I’m building a parser and was kind of blown away that with conformer you could totally have it output the AST 🙂
We do it for a very specific use case: where our input is always strings (from an HTTP request) and we want numbers or keywords out of the specs (and they're coded to accept numbers or keywords too, as well as strings).
Yeah... just because you can do something, doesn't mean you should 🙂
It's likely to be better for you down the road, to separate the transform to AST from the specs. Otherwise you're complecting validation (specs) with transformation. If you keep them separate, they'll be easier to test and potentially easier to reuse.

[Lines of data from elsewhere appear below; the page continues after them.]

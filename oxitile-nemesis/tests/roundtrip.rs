//! End-to-end tests for the Nemesis codec.
//!
//! Round-trips fixed scenarios and fuzzed tile data through both modes,
//! pins several streams byte-for-byte against known-good reference output,
//! and checks the structural promises every emitted code table must keep.

use oxitile_nemesis::{CompressionMode, MAX_TILES, TILE_SIZE, compress, decompress};

/// Reproducible pseudo-random bytes (linear congruential generator).
fn random_bytes(size: usize, mut seed: u64) -> Vec<u8> {
    let mut data = Vec::with_capacity(size);
    for _ in 0..size {
        seed = seed.wrapping_mul(6364136223846793005).wrapping_add(1);
        data.push((seed >> 32) as u8);
    }
    data
}

fn roundtrip(input: &[u8], mode: CompressionMode) -> Vec<u8> {
    let packed = compress(input, mode).expect("compression failed");
    assert_eq!(
        decompress(&packed).expect("decompression failed"),
        input,
        "round-trip mismatch"
    );
    packed
}

/// Parse the code table of a compressed stream and return every
/// `(code, code_bits)` entry.
fn parse_code_table(stream: &[u8]) -> Vec<(u8, u8)> {
    let mut entries = Vec::new();
    let mut pos = 2; // skip the header word
    while stream[pos] != 0xFF {
        let byte = stream[pos];
        pos += 1;
        if byte & 0x80 == 0 {
            let code_bits = byte & 0xF;
            entries.push((stream[pos], code_bits));
            pos += 1;
        }
    }
    entries
}

/// Every emitted code must stay within eight bits, never reach into the
/// reserved escape prefix, and be prefix-free against the others.
fn assert_code_table_invariants(stream: &[u8]) {
    let entries = parse_code_table(stream);

    for &(code, code_bits) in &entries {
        assert!(code_bits >= 1 && code_bits <= 8, "code width out of range");

        // Right-padded with ones to six bits, the code must not become the
        // escape pattern.
        let padded = if code_bits >= 6 {
            code >> (code_bits - 6)
        } else {
            (code << (6 - code_bits)) | ((1 << (6 - code_bits)) - 1)
        };
        assert_ne!(padded, 0x3F, "code {code:#010b} collides with the escape");
    }

    for (i, &(code_a, bits_a)) in entries.iter().enumerate() {
        for &(code_b, bits_b) in &entries[i + 1..] {
            let shared = bits_a.min(bits_b);
            assert_ne!(
                code_a >> (bits_a - shared),
                code_b >> (bits_b - shared),
                "codes {code_a:#b}/{bits_a} and {code_b:#b}/{bits_b} are not prefix-free"
            );
        }
    }
}

#[test]
fn test_all_zero_tile_byte_exact() {
    let input = [0u8; TILE_SIZE];

    // One (0, 8) run symbol with the one-bit code 0, used eight times, and
    // the historical stray zero byte on the end in accurate mode.
    let accurate = compress(&input, CompressionMode::Accurate).unwrap();
    assert_eq!(accurate, [0x00, 0x01, 0x80, 0x71, 0x00, 0xFF, 0x00, 0x00]);

    let optimal = compress(&input, CompressionMode::Optimal).unwrap();
    assert_eq!(optimal, [0x00, 0x01, 0x80, 0x71, 0x00, 0xFF, 0x00]);

    assert_eq!(decompress(&accurate).unwrap(), input);
    assert_eq!(decompress(&optimal).unwrap(), input);
}

#[test]
fn test_nybble_gradient_tile() {
    let row: Vec<u8> = (0..16).map(|i| i as u8 * 0x11).collect();
    let mut input = row.clone();
    input.extend_from_slice(&row);
    assert_eq!(input.len(), TILE_SIZE);

    // Known-good reference stream; the XOR filter turns the repeated
    // gradient rows into long runs, and both coders land on the same
    // two-symbol table.
    let golden = [
        0x80, 0x01, 0x84, 0x71, 0x00, 0x8C, 0x72, 0x02, 0xFF, 0xFC, 0x87, 0xE4, 0x7F, 0x25,
        0xF9, 0x34, 0x90,
    ];
    assert_eq!(roundtrip(&input, CompressionMode::Accurate), golden);
    assert_eq!(roundtrip(&input, CompressionMode::Optimal), golden);
}

#[test]
fn test_vertically_repetitive_art_picks_xor_mode() {
    let mut input = vec![0xFF; TILE_SIZE];
    input.extend_from_slice(&[0x00; TILE_SIZE]);

    let accurate = roundtrip(&input, CompressionMode::Accurate);
    assert_eq!(
        accurate,
        [0x80, 0x02, 0x80, 0x71, 0x00, 0xFF, 0xFF, 0xF8, 0x0F, 0xFF, 0x80, 0x00]
    );

    let optimal = roundtrip(&input, CompressionMode::Optimal);
    assert_eq!(
        optimal,
        [0x80, 0x02, 0x80, 0x71, 0x00, 0xFF, 0xFF, 0xF8, 0x0F, 0xFF, 0x80]
    );
}

#[test]
fn test_half_and_half_tile() {
    let mut input = vec![0x0F; 16];
    input.extend_from_slice(&[0xF0; 16]);

    let golden = [
        0x80, 0x01, 0x80, 0x02, 0x02, 0x71, 0x00, 0x8F, 0x03, 0x06, 0xFF, 0xB5, 0xAD, 0x61,
        0xFF, 0xF0,
    ];
    for mode in [CompressionMode::Accurate, CompressionMode::Optimal] {
        let packed = roundtrip(&input, mode);
        assert_code_table_invariants(&packed);
        assert_eq!(packed, golden);
    }
}

#[test]
fn test_noisy_tile_matches_reference_compressor() {
    let input = random_bytes(TILE_SIZE, 0x123456789ABCDEF0);
    assert_eq!(&input[..4], &[0x43, 0xC3, 0x14, 0x30]);

    // Known-good reference streams for this tile. These pin the whole
    // pipeline: the stable occurrence sort and its tie order, the split
    // tie rules, the selection-sort reassignment, the package-merge sweep,
    // and the payload packing.
    let golden_accurate = [
        0x80, 0x01, 0x80, 0x04, 0x0C, 0x81, 0x03, 0x03, 0x82, 0x04, 0x0D, 0x83, 0x03, 0x04,
        0x84, 0x03, 0x00, 0x85, 0x04, 0x0E, 0x86, 0x03, 0x01, 0x87, 0x04, 0x0A, 0x89, 0x04,
        0x0B, 0x8C, 0x03, 0x02, 0x8D, 0x05, 0x1E, 0xFF, 0x11, 0x46, 0x26, 0x7E, 0x2E, 0xC8,
        0x3F, 0x88, 0xB5, 0xED, 0x55, 0xBD, 0xF8, 0xF6, 0x45, 0xE5, 0x28, 0x0B, 0xBE, 0x95,
        0xDF, 0x8F, 0x4D, 0x7E, 0x2B, 0xDF, 0x9C, 0x1B, 0x80, 0xFB, 0xF2, 0x5F, 0x9A, 0xFC,
        0x97, 0xE5, 0x9D, 0x10,
    ];
    let golden_optimal = [
        0x80, 0x01, 0x81, 0x03, 0x04, 0x83, 0x03, 0x05, 0x84, 0x02, 0x00, 0x86, 0x03, 0x02,
        0x87, 0x03, 0x06, 0x89, 0x04, 0x0E, 0x8C, 0x03, 0x03, 0xFF, 0x2B, 0xB0, 0xBF, 0x80,
        0xFC, 0x5F, 0x21, 0x7E, 0x23, 0x9F, 0xE3, 0x7F, 0x04, 0xF7, 0xE0, 0xBF, 0x0B, 0xF8,
        0xF8, 0x8E, 0xFC, 0x06, 0x74, 0x53, 0xBF, 0x0B, 0x77, 0xE1, 0x7F, 0x1E, 0xE3, 0xFC,
        0x57, 0xE3, 0x7F, 0x38, 0x7E, 0x0B, 0xF0, 0x02, 0xFC, 0x6F, 0xE4, 0xBF, 0x35, 0xF9,
        0x2F, 0xCB, 0x4C, 0x80,
    ];

    assert_eq!(roundtrip(&input, CompressionMode::Accurate), golden_accurate);
    assert_eq!(roundtrip(&input, CompressionMode::Optimal), golden_optimal);
}

#[test]
fn test_accurate_recompression_fixpoint() {
    // Decompress, then recompress and expect the exact source stream back.
    // This is how accurate mode proves itself against game art; synthetic
    // tiles stand in for the art here.
    for seed in 0..4 {
        let input = random_bytes(4 * TILE_SIZE, seed * 7 + 1);
        let packed = compress(&input, CompressionMode::Accurate).unwrap();
        let unpacked = decompress(&packed).unwrap();
        let repacked = compress(&unpacked, CompressionMode::Accurate).unwrap();
        assert_eq!(repacked, packed);
    }
}

#[test]
fn test_decompression_is_deterministic() {
    let input = random_bytes(2 * TILE_SIZE, 99);
    let packed = compress(&input, CompressionMode::Optimal).unwrap();
    assert_eq!(decompress(&packed).unwrap(), decompress(&packed).unwrap());
}

#[test]
fn test_skewed_distribution_stays_within_eight_bits() {
    // One symbol dominates so heavily that an unbounded Huffman build
    // would hand the rare runs codes longer than eight bits.
    let mut input = vec![0u8; 30 * TILE_SIZE];
    for (i, byte) in input.iter_mut().enumerate().take(48) {
        *byte = match i % 12 {
            0..6 => 0x12,
            6..9 => 0x34,
            9..11 => 0x56,
            _ => 0x78,
        };
    }

    for mode in [CompressionMode::Accurate, CompressionMode::Optimal] {
        let packed = roundtrip(&input, mode);
        assert_code_table_invariants(&packed);
    }
}

#[test]
fn test_largest_tile_count_roundtrips() {
    let input = vec![0u8; MAX_TILES * TILE_SIZE];
    let packed = compress(&input, CompressionMode::Optimal).unwrap();
    assert_eq!(&packed[..2], &[0x7F, 0xFF]);
    assert_eq!(decompress(&packed).unwrap(), input);
}

#[test]
fn test_one_tile_too_many_fails() {
    let input = vec![0u8; (MAX_TILES + 1) * TILE_SIZE];
    assert!(compress(&input, CompressionMode::Optimal).is_err());
    assert!(compress(&input, CompressionMode::Accurate).is_err());
}

#[test]
fn test_partial_tile_fails() {
    assert!(compress(&[0u8; TILE_SIZE + 1], CompressionMode::Optimal).is_err());
    assert!(compress(&[0u8; TILE_SIZE - 1], CompressionMode::Accurate).is_err());
    assert!(compress(&[], CompressionMode::Optimal).is_err());
}

#[test]
fn test_fuzz_roundtrip_invariants() {
    // Fuzz arbitrary tile-multiple inputs and hold the codec to its
    // promises: both modes round-trip, the emitted code tables are clean,
    // and optimal mode never loses to accurate mode.
    let sizes = [1, 2, 3];
    for seed in 0..8u64 {
        for &tiles in &sizes {
            let input =
                random_bytes(tiles * TILE_SIZE, seed.wrapping_mul(0x9E3779B9) + tiles as u64);

            let accurate = roundtrip(&input, CompressionMode::Accurate);
            let optimal = roundtrip(&input, CompressionMode::Optimal);

            assert_code_table_invariants(&accurate);
            assert_code_table_invariants(&optimal);

            assert!(
                optimal.len() <= accurate.len(),
                "optimal mode produced {} bytes against accurate's {}",
                optimal.len(),
                accurate.len()
            );
        }
    }
}

#[test]
fn test_fuzz_structured_tiles() {
    // Blocky, repetitive data exercises the coded path rather than the
    // escape path; most runs qualify for codes here.
    for seed in 0..4u64 {
        let mut input = Vec::new();
        for tile in 0..6usize {
            let noise = random_bytes(4, seed + tile as u64);
            for row in 0..8 {
                let byte = noise[row % 4];
                input.extend_from_slice(&[byte; 4]);
            }
        }

        let accurate = roundtrip(&input, CompressionMode::Accurate);
        let optimal = roundtrip(&input, CompressionMode::Optimal);
        assert_code_table_invariants(&accurate);
        assert_code_table_invariants(&optimal);
        assert!(optimal.len() <= accurate.len());
    }
}
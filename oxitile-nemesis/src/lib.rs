//! # OxiTile Nemesis
//!
//! Pure Rust implementation of the Nemesis compression format, the
//! entropy-coded scheme the Sega Mega Drive uses to pack 8×8 tile
//! graphics.
//!
//! Nemesis splits tiles into 4-bit nybbles, groups consecutive equal
//! nybbles into runs of at most eight, and assigns each `(value, length)`
//! run a prefix code of one to eight bits. Runs too rare to deserve a code
//! ride inline behind the reserved six-bit escape `111111`. An optional
//! XOR filter differences each byte against the byte one tile row earlier,
//! which pays off on vertically repetitive art; the compressor tries both
//! and keeps whichever ends up smaller.
//!
//! Two compression modes are offered:
//!
//! - [`CompressionMode::Accurate`] reproduces Sega's original compressor —
//!   Fano coding plus its historical quirks — byte-for-byte on many
//!   inputs.
//! - [`CompressionMode::Optimal`] builds length-limited Huffman codes with
//!   the package-merge algorithm and produces smaller output.
//!
//! ## Example
//!
//! ```rust
//! use oxitile_nemesis::{CompressionMode, compress, decompress};
//!
//! let tiles = [0u8; 32];
//! let packed = compress(&tiles, CompressionMode::Optimal).unwrap();
//! let unpacked = decompress(&packed).unwrap();
//! assert_eq!(unpacked, tiles);
//! ```

#![warn(missing_docs)]
#![warn(clippy::all)]
#![forbid(unsafe_code)]

mod decode;
mod encode;
mod fano;
mod huffman;
mod runs;
mod symbols;

pub use decode::{decompress, decompress_to};
pub use encode::{CompressionMode, compress, compress_to};

/// Size of one 8×8 tile in bytes.
pub const TILE_SIZE: usize = 32;

/// Largest tile count the 15-bit header field can carry.
pub const MAX_TILES: usize = 0x7FFF;
//! Optimal-mode code construction: length-limited Huffman via
//! package-merge.
//!
//! Seven rounds of packaging bound every code to eight bits. The number of
//! coded symbols is then brute-forced: coding more symbols can push common
//! runs onto longer codes, so every cut-off from "all qualifying runs" down
//! to "the two most common" is costed with the shared estimator and the
//! cheapest wins. Codes come out of a canonical walk over the resulting
//! lengths, with a one-shot length bump that steers the walk around the
//! reserved escape prefix.

use crate::symbols::{
    MAX_CODE_BITS, MIN_OCCURRENCES, RUN_LENGTHS, SymbolTable, TOTAL_SYMBOLS,
};
use std::ops::Range;

/// Rounds of packaging; lengths can reach `PACKAGE_ROUNDS + 1` bits.
const PACKAGE_ROUNDS: usize = MAX_CODE_BITS as usize - 1;

/// Assign length-limited canonical codes to the symbols in `table`.
pub(crate) fn assign_codes(table: &mut SymbolTable) {
    let mut merge = PackageMerge::new(table);

    // Brute-force the cheapest number of coded runs, rarest excluded first.
    let first_qualified = merge.first_qualified;
    let mut best_leaf_start = first_qualified;
    let mut best_total_bits = u32::MAX;

    for leaf_start in first_qualified..TOTAL_SYMBOLS - 1 {
        merge.assign_lengths(leaf_start, table);
        let total_bits = table.total_encoded_bits();
        if total_bits < best_total_bits {
            best_total_bits = total_bits;
            best_leaf_start = leaf_start;
        }
    }

    merge.assign_lengths(best_leaf_start, table);

    assign_canonical_codes(table);
}

#[derive(Debug, Clone, Copy)]
enum NodeKind {
    /// Value-major symbol index of the run this leaf stands for.
    Leaf(u8),
    /// Arena indices of the two merged children.
    Package(u16, u16),
}

#[derive(Debug, Clone, Copy)]
struct Node {
    occurrences: u32,
    kind: NodeKind,
}

/// Index arena for the merge: leaves in `0..TOTAL_SYMBOLS`, packages
/// appended round by round. Each round consumes the leaf queue plus exactly
/// the previous round's package range, so a pair of ranges stands in for
/// the double buffer a pointerless implementation would otherwise need.
#[derive(Debug)]
struct PackageMerge {
    nodes: Vec<Node>,
    /// First leaf with enough occurrences to deserve a code.
    first_qualified: usize,
}

impl PackageMerge {
    fn new(table: &SymbolTable) -> Self {
        let mut nodes: Vec<Node> = (0..TOTAL_SYMBOLS)
            .map(|i| {
                let value = (i / RUN_LENGTHS) as u8;
                let length_minus_one = (i % RUN_LENGTHS) as u8;
                Node {
                    occurrences: table.get(value, length_minus_one).occurrences,
                    kind: NodeKind::Leaf(i as u8),
                }
            })
            .collect();
        nodes.sort_by_key(|node| node.occurrences);

        let first_qualified = nodes
            .iter()
            .position(|node| node.occurrences >= MIN_OCCURRENCES)
            .unwrap_or(TOTAL_SYMBOLS);

        Self {
            nodes,
            first_qualified,
        }
    }

    /// Run the merge with leaves `leaf_start..` and store the resulting
    /// code lengths into `table`.
    fn assign_lengths(&mut self, leaf_start: usize, table: &mut SymbolTable) {
        let roots = self.build_trees(leaf_start);

        table.reset_code_lengths();
        for root in roots {
            self.tally_leaf_depths(root, table);
        }

        // A leaf that the packaging never picked up still needs a code;
        // with very few qualifying runs the odd leaf out is discarded every
        // round and ends the walks at zero.
        for node in &self.nodes[leaf_start..TOTAL_SYMBOLS] {
            if let NodeKind::Leaf(symbol) = node.kind {
                let record = symbol_mut(table, symbol);
                if record.code_bits == 0 {
                    record.code_bits = 1;
                }
            }
        }
    }

    /// Seven package rounds; returns the arena range of the final round's
    /// packages.
    fn build_trees(&mut self, leaf_start: usize) -> Range<usize> {
        self.nodes.truncate(TOTAL_SYMBOLS);
        let mut previous_round = TOTAL_SYMBOLS..TOTAL_SYMBOLS;

        for _ in 0..PACKAGE_ROUNDS {
            let mut leaf_read = leaf_start;
            let mut package_read = previous_round.start;
            let package_end = previous_round.end;
            let round_start = self.nodes.len();

            loop {
                let right = self.pop_smallest(&mut leaf_read, &mut package_read, package_end);
                let left = self.pop_smallest(&mut leaf_read, &mut package_read, package_end);

                // An unpaired leftover is discarded with the round.
                let (Some(right), Some(left)) = (right, left) else {
                    break;
                };

                let occurrences =
                    self.nodes[left].occurrences + self.nodes[right].occurrences;
                self.nodes.push(Node {
                    occurrences,
                    kind: NodeKind::Package(left as u16, right as u16),
                });
            }

            previous_round = round_start..self.nodes.len();
        }

        previous_round
    }

    /// Pop the smaller of the two queue heads; ties prefer the leaf, which
    /// keeps code lengths short.
    fn pop_smallest(
        &self,
        leaf_read: &mut usize,
        package_read: &mut usize,
        package_end: usize,
    ) -> Option<usize> {
        let leaf_available = *leaf_read < TOTAL_SYMBOLS;
        let package_available = *package_read < package_end;

        if leaf_available
            && (!package_available
                || self.nodes[*leaf_read].occurrences <= self.nodes[*package_read].occurrences)
        {
            let index = *leaf_read;
            *leaf_read += 1;
            Some(index)
        } else if package_available {
            let index = *package_read;
            *package_read += 1;
            Some(index)
        } else {
            None
        }
    }

    /// Each appearance of a leaf under a final package costs it one bit.
    fn tally_leaf_depths(&self, index: usize, table: &mut SymbolTable) {
        match self.nodes[index].kind {
            NodeKind::Leaf(symbol) => symbol_mut(table, symbol).code_bits += 1,
            NodeKind::Package(left, right) => {
                self.tally_leaf_depths(left as usize, table);
                self.tally_leaf_depths(right as usize, table);
            }
        }
    }
}

fn symbol_mut(table: &mut SymbolTable, value_major: u8) -> &mut crate::symbols::RunSymbol {
    let value = value_major / RUN_LENGTHS as u8;
    let length_minus_one = value_major % RUN_LENGTHS as u8;
    table.get_mut(value, length_minus_one)
}

/// Turn the code lengths into canonical codes, dodging the reserved escape.
///
/// Symbols are walked in `(code_bits ascending, occurrences descending)`
/// order, so the length bump introduced by the escape avoidance lands on
/// the rarest runs. The avoidance fires at most once: from that symbol on,
/// every length is one bit wider, which keeps the canonical walk monotonic.
fn assign_canonical_codes(table: &mut SymbolTable) {
    let mut order = SymbolTable::flat_order();
    order.sort_by(|&a, &b| {
        let (sym_a, sym_b) = (table.flat(a), table.flat(b));
        sym_a
            .code_bits
            .cmp(&sym_b.code_bits)
            .then(sym_b.occurrences.cmp(&sym_a.occurrences))
    });

    // Wraps to zero on the first increment.
    let mut code: u32 = u32::MAX;
    let mut previous_length = 0u8;
    let mut bumped = false;

    for &index in &order {
        let stored_bits = table.flat(index).code_bits;
        if stored_bits == 0 {
            continue;
        }

        code = code.wrapping_add(1);
        let mut length = stored_bits + bumped as u8;

        if length != previous_length {
            code <<= length - previous_length;
            previous_length = length;
        }

        // The next set bit would make this code equal to, or a prefix of,
        // the escape pattern.
        let collides = if length >= 6 {
            code >> (length - 6) == 0x3E
        } else {
            code == (1 << length) - 1
        };
        if !bumped && collides {
            code <<= 1;
            length += 1;
            previous_length += 1;
            bumped = true;
        }

        let symbol = table.flat_mut(index);
        symbol.code_bits = length;
        symbol.code = code as u8;
    }
}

Spec is great tho'... we've been using it in production code for quite a while (we have Clojure 1.9.0 Alpha builds in production).
I’d like to write the spec with s/keys
but that only supports keywords. Am I missing something simple?
See every-kv
and map-of
: https://clojure.github.io/clojure/branch-master/clojure.spec-api.html#clojure.spec/every-kv
thanks! I haven’t used every-kv, but as far as I know using map-of
I can’t specify that certain keys are required and others are optional
Pretty sure the recommended approach is to conform the keys to keywords. Are you worried about performance?
but yeah, will be converting a couple thousand string keys to keywords, nested to ~20 levels deep, so would like to avoid if possible
No need for specter
, I think: https://clojure.github.io/clojure/clojure.walk-api.html#clojure.walk/stringify-keys
Benchmark to see if there’s actually a performance issue. A few thousand keys doesn’t sound like a performance bottleneck.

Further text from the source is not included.